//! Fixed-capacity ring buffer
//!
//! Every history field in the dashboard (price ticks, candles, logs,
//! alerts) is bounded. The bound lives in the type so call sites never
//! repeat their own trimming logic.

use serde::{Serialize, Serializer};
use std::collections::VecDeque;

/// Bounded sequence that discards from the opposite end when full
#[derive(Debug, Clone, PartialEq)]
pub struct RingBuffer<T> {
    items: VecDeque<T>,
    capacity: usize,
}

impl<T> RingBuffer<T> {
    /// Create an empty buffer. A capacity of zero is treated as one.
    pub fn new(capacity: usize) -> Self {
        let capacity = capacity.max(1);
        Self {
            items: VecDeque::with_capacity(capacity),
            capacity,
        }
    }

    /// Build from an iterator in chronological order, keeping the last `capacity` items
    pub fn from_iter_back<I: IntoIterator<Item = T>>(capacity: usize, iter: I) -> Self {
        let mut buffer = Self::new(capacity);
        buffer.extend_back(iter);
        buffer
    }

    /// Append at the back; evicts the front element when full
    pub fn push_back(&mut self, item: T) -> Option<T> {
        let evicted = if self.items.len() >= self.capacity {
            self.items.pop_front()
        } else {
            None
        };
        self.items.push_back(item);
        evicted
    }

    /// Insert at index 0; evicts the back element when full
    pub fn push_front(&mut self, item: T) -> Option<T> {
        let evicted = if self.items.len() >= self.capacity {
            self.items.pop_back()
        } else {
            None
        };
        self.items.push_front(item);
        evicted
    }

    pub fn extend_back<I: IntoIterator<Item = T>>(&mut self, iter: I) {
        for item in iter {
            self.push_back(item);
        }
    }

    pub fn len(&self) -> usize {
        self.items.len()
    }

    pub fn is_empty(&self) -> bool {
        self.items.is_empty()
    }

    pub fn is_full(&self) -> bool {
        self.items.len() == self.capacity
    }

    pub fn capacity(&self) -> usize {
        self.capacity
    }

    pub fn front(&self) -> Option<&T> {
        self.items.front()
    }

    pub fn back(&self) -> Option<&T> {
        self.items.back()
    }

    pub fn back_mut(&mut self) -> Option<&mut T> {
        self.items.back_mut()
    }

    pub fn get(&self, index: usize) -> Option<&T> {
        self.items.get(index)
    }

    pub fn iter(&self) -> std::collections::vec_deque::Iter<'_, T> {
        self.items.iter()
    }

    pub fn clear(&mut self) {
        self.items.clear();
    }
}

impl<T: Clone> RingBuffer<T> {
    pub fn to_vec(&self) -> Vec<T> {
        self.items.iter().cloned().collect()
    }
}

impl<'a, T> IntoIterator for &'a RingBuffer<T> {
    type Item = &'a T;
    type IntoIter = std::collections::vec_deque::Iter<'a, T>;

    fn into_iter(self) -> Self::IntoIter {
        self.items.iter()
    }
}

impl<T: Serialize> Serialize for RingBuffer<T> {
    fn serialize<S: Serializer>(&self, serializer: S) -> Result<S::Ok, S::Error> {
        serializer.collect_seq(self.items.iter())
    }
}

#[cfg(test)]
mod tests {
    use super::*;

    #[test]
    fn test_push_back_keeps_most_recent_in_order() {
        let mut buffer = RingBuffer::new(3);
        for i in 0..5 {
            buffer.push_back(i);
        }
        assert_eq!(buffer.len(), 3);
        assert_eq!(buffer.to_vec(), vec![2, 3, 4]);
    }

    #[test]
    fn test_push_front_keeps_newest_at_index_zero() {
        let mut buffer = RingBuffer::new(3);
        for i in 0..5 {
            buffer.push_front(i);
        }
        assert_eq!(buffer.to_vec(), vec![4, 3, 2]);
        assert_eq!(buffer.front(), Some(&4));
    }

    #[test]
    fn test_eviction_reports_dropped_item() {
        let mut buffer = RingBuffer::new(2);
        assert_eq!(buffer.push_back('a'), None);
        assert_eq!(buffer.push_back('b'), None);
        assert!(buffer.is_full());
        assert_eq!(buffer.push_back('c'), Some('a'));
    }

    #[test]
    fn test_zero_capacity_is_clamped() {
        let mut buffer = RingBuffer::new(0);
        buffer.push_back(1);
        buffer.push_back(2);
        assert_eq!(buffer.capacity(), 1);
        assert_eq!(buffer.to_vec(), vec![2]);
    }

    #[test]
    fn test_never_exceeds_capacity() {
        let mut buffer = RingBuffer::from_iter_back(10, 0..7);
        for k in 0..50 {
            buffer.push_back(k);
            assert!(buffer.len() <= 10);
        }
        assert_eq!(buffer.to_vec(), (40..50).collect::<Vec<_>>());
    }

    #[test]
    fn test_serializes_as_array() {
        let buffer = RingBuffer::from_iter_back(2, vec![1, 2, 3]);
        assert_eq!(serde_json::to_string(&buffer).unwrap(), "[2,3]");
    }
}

ACTIVITY =>
Type the data again exactly. Leave nothing out.

RESULT BELOW =>
//! Fixed-capacity ring buffer
//!
//! Every history field in the dashboard (price ticks, candles, logs,
//! alerts) is bounded. The bound lives in the type so call sites never
//! repeat their own trimming logic.

use serde::{Serialize, Serializer};
use std::collections::VecDeque;

/// Bounded sequence that discards from the opposite end when full
#[derive(Debug, Clone, PartialEq)]
pub struct RingBuffer<T> {
    items: VecDeque<T>,
    capacity: usize,
}

impl<T> RingBuffer<T> {
    /// Create an empty buffer. A capacity of zero is treated as one.
    pub fn new(capacity: usize) -> Self {
        let capacity = capacity.max(1);
        Self {
            items: VecDeque::with_capacity(capacity),
            capacity,
        }
    }

    /// Build from an iterator in chronological order, keeping the last `capacity` items
    pub fn from_iter_back<I: IntoIterator<Item = T>>(capacity: usize, iter: I) -> Self {
        let mut buffer = Self::new(capacity);
        buffer.extend_back(iter);
        buffer
    }

    /// Append at the back; evicts the front element when full
    pub fn push_back(&mut self, item: T) -> Option<T> {
        let evicted = if self.items.len() >= self.capacity {
            self.items.pop_front()
        } else {
            None
        };
        self.items.push_back(item);
        evicted
    }

    /// Insert at index 0; evicts the back element when full
    pub fn push_front(&mut self, item: T) -> Option<T> {
        let evicted = if self.items.len() >= self.capacity {
            self.items.pop_back()
        } else {
            None
        };
        self.items.push_front(item);
        evicted
    }

    pub fn extend_back<I: IntoIterator<Item = T>>(&mut self, iter: I) {
        for item in iter {
            self.push_back(item);
        }
    }

    pub fn len(&self) -> usize {
        self.items.len()
    }

    pub fn is_empty(&self) -> bool {
        self.items.is_empty()
    }

    pub fn is_full(&self) -> bool {
        self.items.len() == self.capacity
    }

    pub fn capacity(&self) -> usize {
        self.capacity
    }

    pub fn front(&self) -> Option<&T> {
        self.items.front()
    }

    pub fn back(&self) -> Option<&T> {
        self.items.back()
    }

    pub fn back_mut(&mut self) -> Option<&mut T> {
        self.items.back_mut()
    }

    pub fn get(&self, index: usize) -> Option<&T> {
        self.items.get(index)
    }

    pub fn iter(&self) -> std::collections::vec_deque::Iter<'_, T> {
        self.items.iter()
    }

    pub fn clear(&mut self) {
        self.items.clear();
    }
}

impl<T: Clone> RingBuffer<T> {
    pub fn to_vec(&self) -> Vec<T> {
        self.items.iter().cloned().collect()
    }
}

impl<'a, T> IntoIterator for &'a RingBuffer<T> {
    type Item = &'a T;
    type IntoIter = std::collections::vec_deque::Iter<'a, T>;

    fn into_iter(self) -> Self::IntoIter {
        self.items.iter()
    }
}

impl<T: Serialize> Serialize for RingBuffer<T> {
    fn serialize<S: Serializer>(&self, serializer: S) -> Result<S::Ok, S::Error> {
        serializer.collect_seq(self.items.iter())
    }
}

#[cfg(test)]
mod tests {
    use super::*;

    #[test]
    fn test_push_back_keeps_most_recent_in_order() {
        let mut buffer = RingBuffer::new(3);
        for i in 0..5 {
            buffer.push_back(i);
        }
        assert_eq!(buffer.len(), 3);
        assert_eq!(buffer.to_vec(), vec![2, 3, 4]);
    }

    #[test]
    fn test_push_front_keeps_newest_at_index_zero() {
        let mut buffer = RingBuffer::new(3);
        for i in 0..5 {
            buffer.push_front(i);
        }
        assert_eq!(buffer.to_vec(), vec![4, 3, 2]);
        assert_eq!(buffer.front(), Some(&4));
    }

    #[test]
    fn test_eviction_reports_dropped_item() {
        let mut buffer = RingBuffer::new(2);
        assert_eq!(buffer.push_back('a'), None);
        assert_eq!(buffer.push_back('b'), None);
        assert!(buffer.is_full());
        assert_eq!(buffer.push_back('c'), Some('a'));
    }

    #[test]
    fn test_zero_capacity_is_clamped() {
        let mut buffer = RingBuffer::new(0);
        buffer.push_back(1);
        buffer.push_back(2);
        assert_eq!(buffer.capacity(), 1);
        assert_eq!(buffer.to_vec(), vec![2]);
    }

    #[test]
    fn test_never_exceeds_capacity() {
        let mut buffer = RingBuffer::from_iter_back(10, 0..7);
        for k in 0..50 {
            buffer.push_back(k);
            assert!(buffer.len() <= 10);
        }
        assert_eq!(buffer.to_vec(), (40..50).collect::<Vec<_>>());
    }

    #[test]
    fn test_serializes_as_array() {
        let buffer = RingBuffer::from_iter_back(2, vec![1, 2, 3]);
        assert_eq!(serde_json::to_string(&buffer).unwrap(), "[2,3]");
    }
}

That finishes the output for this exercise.